Data excerpts:
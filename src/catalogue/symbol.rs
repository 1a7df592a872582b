//! Symbol model for the documented C++ API
//!
//! Symbols live in a [`super::Catalogue`] arena and refer to each other by
//! [`SymbolId`]. Each symbol carries a kind-specific detail block with the
//! facts the query evaluator filters on.

use serde::{Deserialize, Serialize};

use crate::enumerant::enumerant;

enumerant! {
    /// Kinds of documented entities, in the fixed scan order
    pub enum SymbolKind {
        Namespace => "Namespace",
        Class => "Class",
        Enum => "Enum",
        Function => "Function",
        Field => "Field",
        TypeAlias => "TypeAlias",
    }
}

enumerant! {
    /// How a function or field relates to its enclosing scope
    pub enum Ownership {
        Free => "Free",
        Member => "Member",
        Static => "Static",
        Friend => "Friend",
    }
}

enumerant! {
    /// Reference qualifier of a field type or member function
    #[derive(Default)]
    pub enum ValueCategory {
        #[default]
        Value => "Value",
        LValueRef => "LValueRef" | "&",
        RValueRef => "RValueRef" | "&&",
    }
}

enumerant! {
    /// Flavour of a user-defined type
    pub enum CompoundKind {
        Class => "Class",
        Struct => "Struct",
        Union => "Union",
        Enum => "Enum",
        EnumClass => "EnumClass" | "enum class" | "enum struct",
    }
}

enumerant! {
    pub enum Linkage {
        Internal => "Internal",
        External => "External",
    }
}

enumerant! {
    /// cv-qualification, ordered so that `const + 2 * volatile` is the ordinal
    pub enum Qualifiers {
        Normal => "Normal",
        Const => "Const",
        Volatile => "Volatile",
        ConstVolatile => "ConstVolatile",
    }
}

enumerant! {
    #[derive(Default)]
    pub enum Virtuality {
        #[default]
        Plain => "False",
        Virtual => "True",
        Pure => "Pure",
    }
}

impl Qualifiers {
    pub fn from_flags(is_const: bool, is_volatile: bool) -> Self {
        match (is_const, is_volatile) {
            (false, false) => Qualifiers::Normal,
            (true, false) => Qualifiers::Const,
            (false, true) => Qualifiers::Volatile,
            (true, true) => Qualifiers::ConstVolatile,
        }
    }
}

/// Index of a symbol inside its catalogue
#[derive(Debug, Clone, Copy, PartialEq, Eq, Hash, PartialOrd, Ord, Serialize, Deserialize)]
#[serde(transparent)]
pub struct SymbolId(pub u32);

impl SymbolId {
    pub fn index(self) -> usize {
        self.0 as usize
    }
}

impl std::fmt::Display for SymbolId {
    fn fmt(&self, f: &mut std::fmt::Formatter<'_>) -> std::fmt::Result {
        write!(f, "#{}", self.0)
    }
}

/// Class facts: compound-type string as extracted, immediate bases
#[derive(Debug, Clone, Default, PartialEq, Eq, Serialize, Deserialize)]
pub struct ClassDetail {
    pub compound_type: String,
    #[serde(default, skip_serializing_if = "Vec::is_empty")]
    pub bases: Vec<SymbolId>,
}

impl ClassDetail {
    /// Compound kind parsed from the extracted string, if it names one.
    pub fn compound_kind(&self) -> Option<CompoundKind> {
        self.compound_type.trim().parse().ok()
    }
}

#[derive(Debug, Clone, Default, PartialEq, Eq, Serialize, Deserialize)]
pub struct EnumDetail {
    /// `enum class` / `enum struct`
    #[serde(default)]
    pub scoped: bool,
}

impl EnumDetail {
    pub fn compound_kind(&self) -> CompoundKind {
        if self.scoped {
            CompoundKind::EnumClass
        } else {
            CompoundKind::Enum
        }
    }
}

/// Facts shared by functions and fields
#[derive(Debug, Clone, Default, PartialEq, Eq, Serialize, Deserialize)]
#[serde(default)]
pub struct MemberDetail {
    pub is_external: bool,
    pub ref_qualifier: ValueCategory,
    pub is_const: bool,
    pub is_volatile: bool,
    pub is_constexpr: bool,
    pub is_friend: bool,
    pub is_static: bool,
    /// Only meaningful for functions
    pub virtuality: Virtuality,
}

impl MemberDetail {
    pub fn linkage(&self) -> Linkage {
        if self.is_external {
            Linkage::External
        } else {
            Linkage::Internal
        }
    }

    pub fn qualifiers(&self) -> Qualifiers {
        Qualifiers::from_flags(self.is_const, self.is_volatile)
    }
}

/// Kind-specific part of a symbol
#[derive(Debug, Clone, Default, PartialEq, Eq, Serialize, Deserialize)]
#[serde(tag = "type", rename_all = "snake_case")]
pub enum SymbolDetail {
    /// Namespaces and type aliases carry nothing extra
    #[default]
    Plain,
    Class(ClassDetail),
    Enum(EnumDetail),
    Member(MemberDetail),
}

impl SymbolDetail {
    /// Whether this detail block is the right shape for `kind`.
    pub fn fits(&self, kind: SymbolKind) -> bool {
        matches!(
            (kind, self),
            (SymbolKind::Namespace, SymbolDetail::Plain)
                | (SymbolKind::TypeAlias, SymbolDetail::Plain)
                | (SymbolKind::Class, SymbolDetail::Class(_))
                | (SymbolKind::Enum, SymbolDetail::Enum(_))
                | (SymbolKind::Function, SymbolDetail::Member(_))
                | (SymbolKind::Field, SymbolDetail::Member(_))
        )
    }
}

/// A documented entity
#[derive(Debug, Clone, PartialEq, Eq, Serialize, Deserialize)]
pub struct Symbol {
    pub kind: SymbolKind,
    pub qualified_name: String,
    /// Last `::` segment of the qualified name; filled in on load when absent
    #[serde(default)]
    pub local_name: String,
    #[serde(default, skip_serializing_if = "Option::is_none")]
    pub brief: Option<String>,
    #[serde(default, skip_serializing_if = "Option::is_none")]
    pub docs: Option<String>,
    #[serde(default, skip_serializing_if = "Option::is_none")]
    pub outer_scope: Option<SymbolId>,
    #[serde(default)]
    pub detail: SymbolDetail,
}

impl Symbol {
    pub fn new(kind: SymbolKind, qualified_name: &str, detail: SymbolDetail) -> Self {
        Self {
            kind,
            qualified_name: qualified_name.to_string(),
            local_name: local_name_of(qualified_name).to_string(),
            brief: None,
            docs: None,
            outer_scope: None,
            detail,
        }
    }

    pub fn class_detail(&self) -> Option<&ClassDetail> {
        match &self.detail {
            SymbolDetail::Class(detail) => Some(detail),
            _ => None,
        }
    }

    pub fn member_detail(&self) -> Option<&MemberDetail> {
        match &self.detail {
            SymbolDetail::Member(detail) => Some(detail),
            _ => None,
        }
    }
}

/// Last segment of a `::`-separated path.
pub fn local_name_of(qualified_name: &str) -> &str {
    qualified_name
        .rsplit_once("::")
        .map_or(qualified_name, |(_, local)| local)
}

**Your assignment**
Lines in the data that include the word "SymbolId" should all be copied.

**Result below**
//! [`SymbolId`]. Each symbol carries a kind-specific detail block with the
pub struct SymbolId(pub u32);
impl SymbolId {
impl std::fmt::Display for SymbolId {
    pub bases: Vec<SymbolId>,
    pub outer_scope: Option<SymbolId>,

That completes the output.